So how old are YOU?
If you’ve emailed with me recently, you might have noticed something new in my signature line. Along with my pronouns, I include my age. When I introduce myself on Zoom calls, I also mention my age, and when I’m hosting meetings, I invite people to share their ages in the chat.
Why am I doing this? If you’re reading this newsletter, you probably know that the aging population is rapidly growing. You are likely to agree that ageism is pervasive in our society and that older people are often excluded from policies, programs, and institutions.
There’s a huge disconnect here. All of us are aging, so why have so many of our structures and systems not been adapted to accommodate our increased longevity?
When we refuse to admit to our age (and for good reasons: the fear of discrimination at work and the shame instilled by the anti-aging industry and media, just to name two), we reinforce the status quo. If no one is aging, then ageism isn’t a problem, and we will never achieve a groundswell of support for better policies and greater resources.
Our culture of silence around aging (e.g., “a lady never tells her age”) perpetuates inequities in later life.

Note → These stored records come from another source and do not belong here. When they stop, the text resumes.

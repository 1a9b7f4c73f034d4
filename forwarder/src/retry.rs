//! Manual and bulk redelivery of dead-lettered flows.

use crate::config::ManualRetry;
use crate::dead_letter::{COLUMN_BLOB, DeadLetterRecorder, queued_event};
use crate::event::DeliveryEvent;
use crate::handler::{Delivery, DeliveryFailure, DeliveryHandler};
use crate::metrics_defs::RETRY_REQUESTS;
use serde::Serialize;
use shared::counter;
use std::collections::HashMap;
use std::sync::Arc;
use storage::{BlobStore, StorageError, TableEntity};
use thiserror::Error;

#[derive(Debug, PartialEq, Eq)]
pub enum RetryOutcome {
    /// Delivered again; `removed_rows` dead-letter rows were deleted.
    Redelivered { removed_rows: usize },
    NotFound,
}

#[derive(Error, Debug)]
pub enum RetryError {
    #[error("storage error: {0}")]
    Storage(#[from] StorageError),

    #[error(transparent)]
    Delivery(#[from] DeliveryFailure),

    #[error("{0} is not flagged for conversion")]
    NotFlagged(String),
}

#[derive(Clone, Copy, Debug, Default, PartialEq, Eq, Serialize)]
pub struct BulkRetrySummary {
    pub attempted: usize,
    pub redelivered: usize,
    pub failed: usize,
}

pub struct Redriver {
    blobs: Arc<dyn BlobStore>,
    handler: Arc<DeliveryHandler>,
    recorder: DeadLetterRecorder,
    retry_index: Option<u32>,
}

impl Redriver {
    pub fn new(
        blobs: Arc<dyn BlobStore>,
        handler: Arc<DeliveryHandler>,
        recorder: DeadLetterRecorder,
        manual_retry: ManualRetry,
    ) -> Self {
        let retry_index = match manual_retry {
            ManualRetry::Detached => None,
            ManualRetry::FinalAttempt => Some(handler.policy().max_retry_count()),
        };

        Redriver {
            blobs,
            handler,
            recorder,
            retry_index,
        }
    }

    /// Reads the blob again, or the payload stored on a queue row when no
    /// such blob exists, and runs it through the handler. On success every
    /// dead-letter row of the source is deleted.
    pub async fn retry_one(&self, source_name: &str) -> Result<RetryOutcome, RetryError> {
        let result = match self.load_event(source_name).await {
            Ok(event) => self.redeliver(source_name, event).await,
            Err(e) => Err(e.into()),
        };
        let outcome = match &result {
            Ok(RetryOutcome::Redelivered { .. }) => "redelivered",
            Ok(RetryOutcome::NotFound) => "not_found",
            Err(_) => "failed",
        };
        counter!(RETRY_REQUESTS, "scope" => "single", "outcome" => outcome).increment(1);

        let removed_rows = match result? {
            RetryOutcome::Redelivered { .. } => self.remove_rows(source_name).await,
            RetryOutcome::NotFound => return Ok(RetryOutcome::NotFound),
        };
        Ok(RetryOutcome::Redelivered { removed_rows })
    }

    /// Walks the whole dead-letter table page by page. Rows are redelivered
    /// one at a time and deleted only when their redelivery succeeds.
    /// Fails only if listing a page fails.
    pub async fn retry_all(&self) -> Result<BulkRetrySummary, StorageError> {
        let mut summary = BulkRetrySummary::default();
        // outcome per blob in this run, so a blob with several rows is only
        // sent once and rows written during the run are not retried again
        let mut seen: HashMap<String, bool> = HashMap::new();
        let mut continuation = None;

        loop {
            let page = self.recorder.list_page(continuation.as_ref()).await?;
            for row in page.entities {
                summary.attempted += 1;
                match self.retry_row(&row, &mut seen).await {
                    true => summary.redelivered += 1,
                    false => summary.failed += 1,
                }
            }

            match page.continuation {
                Some(next) => continuation = Some(next),
                None => break,
            }
        }

        tracing::info!(
            attempted = summary.attempted,
            redelivered = summary.redelivered,
            failed = summary.failed,
            "Bulk retry finished"
        );
        Ok(summary)
    }

    async fn retry_row(&self, row: &TableEntity, seen: &mut HashMap<String, bool>) -> bool {
        let Some(source_name) = row.property_str(COLUMN_BLOB) else {
            tracing::warn!(
                partition_key = %row.partition_key,
                row_key = %row.row_key,
                "Dead-letter row has no blob column, keeping it"
            );
            return false;
        };

        let delivered = match seen.get(source_name) {
            Some(delivered) => *delivered,
            None => {
                let loaded = match queued_event(row) {
                    Some(event) => Ok(Some(event)),
                    None => self.fetch_blob(source_name).await,
                };
                let result = match loaded {
                    Ok(event) => self.redeliver(source_name, event).await,
                    Err(e) => Err(e.into()),
                };
                let delivered = matches!(result, Ok(RetryOutcome::Redelivered { .. }));
                let outcome = match &result {
                    Ok(RetryOutcome::Redelivered { .. }) => "redelivered",
                    Ok(RetryOutcome::NotFound) => "not_found",
                    Err(_) => "failed",
                };
                counter!(RETRY_REQUESTS, "scope" => "bulk", "outcome" => outcome).increment(1);
                tracing::info!(
                    blob = source_name,
                    partition_key = %row.partition_key,
                    row_key = %row.row_key,
                    outcome,
                    "Retry table entity processed"
                );
                seen.insert(source_name.to_string(), delivered);
                delivered
            }
        };

        if !delivered {
            return false;
        }
        if let Err(e) = self.recorder.delete(row).await {
            tracing::warn!(
                blob = source_name,
                partition_key = %row.partition_key,
                row_key = %row.row_key,
                error = %e,
                "Redelivered but could not delete dead-letter row"
            );
        }
        true
    }

    async fn fetch_blob(&self, source_name: &str) -> Result<Option<DeliveryEvent>, StorageError> {
        Ok(self
            .blobs
            .fetch(source_name)
            .await?
            .map(DeliveryEvent::from_blob))
    }

    async fn load_event(&self, source_name: &str) -> Result<Option<DeliveryEvent>, StorageError> {
        if let Some(event) = self.fetch_blob(source_name).await? {
            return Ok(Some(event));
        }
        let rows = self.recorder.find_for_source(source_name).await?;
        Ok(rows.iter().find_map(queued_event))
    }

    async fn redeliver(
        &self,
        source_name: &str,
        event: Option<DeliveryEvent>,
    ) -> Result<RetryOutcome, RetryError> {
        let Some(event) = event else {
            tracing::info!(blob = source_name, "Nothing to redeliver");
            return Ok(RetryOutcome::NotFound);
        };

        let event = event.with_retry_index(self.retry_index);
        match self.handler.handle(&event).await? {
            Delivery::Delivered => Ok(RetryOutcome::Redelivered { removed_rows: 0 }),
            Delivery::Skipped => Err(RetryError::NotFlagged(source_name.to_string())),
        }
    }

    async fn remove_rows(&self, source_name: &str) -> usize {
        match self.recorder.remove_for_source(source_name).await {
            Ok(removed) => removed,
            Err(e) => {
                tracing::warn!(blob = source_name, error = %e, "Redelivered but could not delete dead-letter rows");
                0
            }
        }
    }
}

Age denial is rooted in internalized ageism, which also has a significant individual cost. Not surprisingly, a recent systematic review in the journal Gerontology & Geriatric Medicine confirmed that ageism negatively impacts older adults’ psychological wellbeing. On the flip side, a high level of psychological well-being may help protect against the negative effects of ageism, particularly in people who, “were proud of their age group, … [and] more optimistic about aging and their future.”
At GIA we’re not working toward an ageless society, because aging matters (see what I did there?). Our vision is a world where all people are fully valued, recognized, and engaged at all ages.
I am 45.5 years old (I want credit for those 5 months). This number does not define me, but it is core to my identity. At the upcoming conference in Detroit, I invite you to publicly affirm your age. You’ll be in good company.